■ **TASK DIRECTIONS**: Extract every line of the material that holds the string "TcpSocket".

■ **DATASET ENTRIES**:
++++++++
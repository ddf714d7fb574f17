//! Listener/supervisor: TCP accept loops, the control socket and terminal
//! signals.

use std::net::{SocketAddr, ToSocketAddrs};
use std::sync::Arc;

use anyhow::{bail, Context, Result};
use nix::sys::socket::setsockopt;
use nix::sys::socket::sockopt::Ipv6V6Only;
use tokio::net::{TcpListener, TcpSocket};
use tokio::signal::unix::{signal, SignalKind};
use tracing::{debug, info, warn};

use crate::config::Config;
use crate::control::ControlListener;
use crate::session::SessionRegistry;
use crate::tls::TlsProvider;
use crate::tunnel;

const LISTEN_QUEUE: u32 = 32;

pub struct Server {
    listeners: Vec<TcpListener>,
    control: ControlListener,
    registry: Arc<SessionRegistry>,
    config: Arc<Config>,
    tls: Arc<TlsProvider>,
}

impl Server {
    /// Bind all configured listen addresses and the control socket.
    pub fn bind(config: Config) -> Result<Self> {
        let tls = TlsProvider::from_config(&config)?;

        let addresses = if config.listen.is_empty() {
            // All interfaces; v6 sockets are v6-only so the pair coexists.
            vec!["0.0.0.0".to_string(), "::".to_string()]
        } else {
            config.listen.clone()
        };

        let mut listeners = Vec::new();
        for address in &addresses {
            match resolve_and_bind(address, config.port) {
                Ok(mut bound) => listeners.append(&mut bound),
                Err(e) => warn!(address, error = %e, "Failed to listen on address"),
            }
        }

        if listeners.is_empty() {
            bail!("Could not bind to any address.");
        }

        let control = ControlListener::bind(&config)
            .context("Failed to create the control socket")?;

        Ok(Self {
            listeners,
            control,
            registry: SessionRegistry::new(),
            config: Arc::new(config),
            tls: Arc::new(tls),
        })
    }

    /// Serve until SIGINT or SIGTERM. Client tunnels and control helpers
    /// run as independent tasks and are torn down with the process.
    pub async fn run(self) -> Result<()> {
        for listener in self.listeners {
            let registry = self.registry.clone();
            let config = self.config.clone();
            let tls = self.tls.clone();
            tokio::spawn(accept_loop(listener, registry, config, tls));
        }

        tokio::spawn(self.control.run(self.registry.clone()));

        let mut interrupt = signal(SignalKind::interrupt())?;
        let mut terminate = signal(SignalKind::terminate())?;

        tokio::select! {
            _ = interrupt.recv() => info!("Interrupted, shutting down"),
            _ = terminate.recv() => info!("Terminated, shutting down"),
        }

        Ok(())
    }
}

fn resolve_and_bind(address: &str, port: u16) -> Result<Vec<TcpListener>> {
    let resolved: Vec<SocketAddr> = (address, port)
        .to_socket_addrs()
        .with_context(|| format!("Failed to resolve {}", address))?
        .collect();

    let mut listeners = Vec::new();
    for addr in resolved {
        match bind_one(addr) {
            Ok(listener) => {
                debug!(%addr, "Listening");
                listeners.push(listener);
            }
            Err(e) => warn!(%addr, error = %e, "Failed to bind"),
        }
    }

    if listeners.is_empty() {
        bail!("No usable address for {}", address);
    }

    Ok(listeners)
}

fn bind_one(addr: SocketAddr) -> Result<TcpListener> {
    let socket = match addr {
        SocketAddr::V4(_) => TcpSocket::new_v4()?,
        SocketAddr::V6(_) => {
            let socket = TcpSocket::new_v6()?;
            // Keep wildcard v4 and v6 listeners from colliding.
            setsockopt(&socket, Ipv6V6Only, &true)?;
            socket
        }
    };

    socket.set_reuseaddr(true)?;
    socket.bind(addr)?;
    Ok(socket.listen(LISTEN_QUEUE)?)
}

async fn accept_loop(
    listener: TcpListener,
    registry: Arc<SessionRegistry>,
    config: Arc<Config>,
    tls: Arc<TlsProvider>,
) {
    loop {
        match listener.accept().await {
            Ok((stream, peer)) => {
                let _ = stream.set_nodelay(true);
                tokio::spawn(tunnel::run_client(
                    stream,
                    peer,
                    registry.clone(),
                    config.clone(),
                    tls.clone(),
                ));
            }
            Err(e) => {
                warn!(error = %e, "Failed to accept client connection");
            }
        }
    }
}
++++++++
■ **THE ANSWER**:
use tokio::net::{TcpListener, TcpSocket};
        SocketAddr::V4(_) => TcpSocket::new_v4()?,
            let socket = TcpSocket::new_v6()?;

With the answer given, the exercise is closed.